# Saved entries:
== Segment start ==

#[cfg(test)]
mod tests {
    use super::*;
    use liftoff_schema::OperationType;
    use std::collections::HashMap;
    use std::io::{BufRead, BufReader, Write};
    use std::net::TcpListener;
    use std::sync::Mutex;

    #[derive(Debug, Clone)]
    struct CapturedRequest {
        method: String,
        target: String,
        headers: HashMap<String, String>,
    }

    /// Answers every request with one canned response and records what it saw.
    struct CannedServer {
        url: String,
        requests: Arc<Mutex<Vec<CapturedRequest>>>,
        _handle: std::thread::JoinHandle<()>,
    }

    impl CannedServer {
        fn start(status: u16, body: &str) -> Self {
            let listener = TcpListener::bind("127.0.0.1:0").unwrap();
            let url = format!("http://{}", listener.local_addr().unwrap());
            let requests = Arc::new(Mutex::new(Vec::new()));
            let reqs = Arc::clone(&requests);
            let body = body.to_owned();
            let handle = std::thread::spawn(move || {
                for stream in listener.incoming() {
                    let Ok(mut stream) = stream else { break };
                    let mut reader = BufReader::new(stream.try_clone().unwrap());
                    let mut request_line = String::new();
                    if reader.read_line(&mut request_line).is_err() {
                        continue;
                    }
                    let parts: Vec<&str> = request_line.trim().splitn(3, ' ').collect();
                    let mut headers = HashMap::new();
                    let mut content_length = 0usize;
                    loop {
                        let mut line = String::new();
                        if reader.read_line(&mut line).is_err() || line.trim().is_empty() {
                            break;
                        }
                        if let Some((k, v)) = line.trim().split_once(": ") {
                            if k.eq_ignore_ascii_case("content-length") {
                                content_length = v.parse().unwrap_or(0);
                            }
                            headers.insert(k.to_lowercase(), v.to_owned());
                        }
                    }
                    let mut buf = vec![0u8; content_length];
                    let _ = std::io::Read::read_exact(&mut reader, &mut buf);
                    reqs.lock().unwrap().push(CapturedRequest {
                        method: parts.first().copied().unwrap_or_default().to_owned(),
                        target: parts.get(1).copied().unwrap_or_default().to_owned(),
                        headers,
                    });
                    let response = format!(
                        "HTTP/1.1 {status} X\r\nContent-Type: application/json\r\nContent-Length: {}\r\nConnection: close\r\n\r\n{body}",
                        body.len()
                    );
                    let _ = stream.write_all(response.as_bytes());
                    let _ = stream.flush();
                }
            });
            Self {
                url,
                requests,
                _handle: handle,
            }
        }

        fn captured(&self) -> Vec<CapturedRequest> {
            self.requests.lock().unwrap().clone()
        }
    }

    fn names() -> (ProjectName, EnvName) {
        (ProjectName::new("shop"), EnvName::new("dev"))
    }

    #[test]
    fn requests_carry_protocol_auth_and_account() {
        let server = CannedServer::start(404, r#"{"error":"not_found"}"#);
        let client = HttpClient::new(
            RemoteConfig::new(&server.url)
                .with_token("secret-token-42")
                .with_account("acct-9"),
        );
        let (p, e) = names();
        assert!(client.read(&RecordKey::resource(&p, &e, "db")).unwrap().is_none());

        let reqs = server.captured();
        assert_eq!(reqs.len(), 1);
        let req = &reqs[0];
        assert_eq!(req.method, "GET");
        assert_eq!(
            req.target,
            "/v1/projects/shop/environments/dev/resources/db?account_id=acct-9"
        );
        assert_eq!(req.headers.get("x-liftoff-protocol").map(String::as_str), Some("1"));
        assert_eq!(
            req.headers.get("authorization").map(String::as_str),
            Some("Bearer secret-token-42")
        );
    }

    #[test]
    fn no_auth_header_without_token() {
        let server = CannedServer::start(200, "[]");
        let client = HttpClient::new(RemoteConfig::new(&server.url));
        let (p, _) = names();
        assert!(client
            .list(&Route::Environments { project: p })
            .unwrap()
            .is_empty());
        let reqs = server.captured();
        assert!(!reqs[0].headers.contains_key("authorization"));
        assert_eq!(reqs[0].target, "/v1/projects/shop/environments");
    }

    #[test]
    fn write_sends_lock_id() {
        let server = CannedServer::start(204, "");
        let client = HttpClient::new(RemoteConfig::new(&server.url));
        let (p, e) = names();
        let token = LockToken::new("tok123");
        client
            .write(&RecordKey::service(&p, &e, "api"), b"{}", &token)
            .unwrap();
        let reqs = server.captured();
        assert_eq!(reqs[0].method, "POST");
        assert_eq!(
            reqs[0].target,
            "/v1/projects/shop/environments/dev/services/api?lock_id=tok123"
        );
    }

    #[test]
    fn conflict_with_lock_maps_to_lock_held() {
        let (p, e) = names();
        let key = LockKey::resource(&p, &e, "db");
        let lock = LockRequest::new(OperationType::CreateResource)
            .with_holder("other@ci:1")
            .grant(&key, chrono_now());
        let body = serde_json::to_string(&ErrorBody::lock_held(lock)).unwrap();
        let server = CannedServer::start(409, &body);
        let client = HttpClient::new(RemoteConfig::new(&server.url));

        let err = client
            .acquire_lock(&key, &LockRequest::new(OperationType::CreateResource))
            .unwrap_err();
        assert_eq!(err.lock_holder().map(|l| l.holder.as_str()), Some("other@ci:1"));
    }

    #[test]
    fn conflict_without_lock_maps_to_mismatch() {
        let server = CannedServer::start(409, r#"{"error":"lock_mismatch"}"#);
        let client = HttpClient::new(RemoteConfig::new(&server.url));
        let (p, e) = names();
        let err = client
            .write(&RecordKey::resource(&p, &e, "db"), b"{}", &LockToken::new("stale"))
            .unwrap_err();
        assert!(matches!(err, StoreError::LockMismatch { ref key } if key == "shop/dev/resource:db"));
    }

    #[test]
    fn server_error_maps_to_backend() {
        let server = CannedServer::start(500, r#"{"error":"internal","message":"disk full"}"#);
        let client = HttpClient::new(RemoteConfig::new(&server.url));
        let (p, e) = names();
        let err = client.read_lock(&LockKey::environment(&p, &e)).unwrap_err();
        assert!(matches!(err, StoreError::Backend(ref m) if m.contains("disk full")));
    }

    #[test]
    fn connection_refused_returns_error() {
        let client = HttpClient::new(RemoteConfig::new("http://127.0.0.1:1"));
        let (p, e) = names();
        assert!(client.read(&RecordKey::environment(&p, &e)).is_err());
    }

    fn chrono_now() -> chrono::DateTime<chrono::Utc> {
        chrono::Utc::now()
    }
}
impl ProjectConfig {
    pub fn resource(&self, name: &str) -> Option<&ResourceConfig> {
        self.resources.iter().find(|r| r.name == name)
    }

    pub fn service(&self, name: &str) -> Option<&ServiceConfig> {
        self.services.iter().find(|s| s.name == name)
    }

    /// Structural checks that need no store access. Cycles are detected when
    /// the dependency graph is built.
    pub fn validate(&self) -> Result<(), ConfigError> {
        validate_name("project", &self.project)?;
        if self.settings.concurrency == 0 {
            return Err(ConfigError::ZeroConcurrency);
        }

        for (name, spec) in self.products.iter() {
            if spec.module.trim().is_empty() {
                return Err(ConfigError::EmptyModule(name.clone()));
            }
            if spec.kind == ProductKind::Service {
                let missing: Vec<String> = SERVICE_REQUIRED_OUTPUTS
                    .iter()
                    .filter(|field| !spec.outputs.iter().any(|o| o == *field))
                    .map(|field| (*field).to_owned())
                    .collect();
                if !missing.is_empty() {
                    return Err(ConfigError::MissingServiceOutputs {
                        product: name.clone(),
                        missing,
                    });
                }
            }
        }

        let mut resource_names = BTreeSet::new();
        for r in &self.resources {
            validate_name("resource", &r.name)?;
            if !resource_names.insert(r.name.as_str()) {
                return Err(ConfigError::DuplicateName {
                    what: "resource",
                    name: r.name.clone(),
                });
            }
            self.check_product(&r.name, &r.product, ProductKind::Resource)?;
        }

        let mut service_names = BTreeSet::new();
        for s in &self.services {
            validate_name("service", &s.name)?;
            // Services and resources share one dependency graph.
            if resource_names.contains(s.name.as_str())
                || !service_names.insert(s.name.as_str())
            {
                return Err(ConfigError::DuplicateName {
                    what: "service",
                    name: s.name.clone(),
                });
            }
            self.check_product(&s.name, &s.product, ProductKind::Service)?;
        }

        for (unit, deps) in self
            .resources
            .iter()
            .map(|r| (&r.name, r.dependencies()))
            .chain(self.services.iter().map(|s| (&s.name, s.dependencies())))
        {
            for dep in deps {
                if !resource_names.contains(dep.as_str()) {
                    return Err(ConfigError::UnknownDependency {
                        unit: unit.clone(),
                        dependency: dep,
                    });
                }
            }
        }
        Ok(())
    }

    fn check_product(
        &self,
        unit: &str,
        product: &str,
        expected: ProductKind,
    ) -> Result<(), ConfigError> {
        let spec = self
            .products
            .get(product)
            .ok_or_else(|| ConfigError::UnknownProduct {
                unit: unit.to_owned(),
                product: product.to_owned(),
            })?;
        if spec.kind != expected {
            return Err(ConfigError::ProductKindMismatch {
                unit: unit.to_owned(),
                product: product.to_owned(),
                expected,
                actual: spec.kind,
            });
        }
        Ok(())
    }
}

== Segment end ==

# EXERCISE DESCRIPTION:
The expected answer is every line above in which the word "authorization" appears.

# SOLVED PROBLEM:
            req.headers.get("authorization").map(String::as_str),
        assert!(!reqs[0].headers.contains_key("authorization"));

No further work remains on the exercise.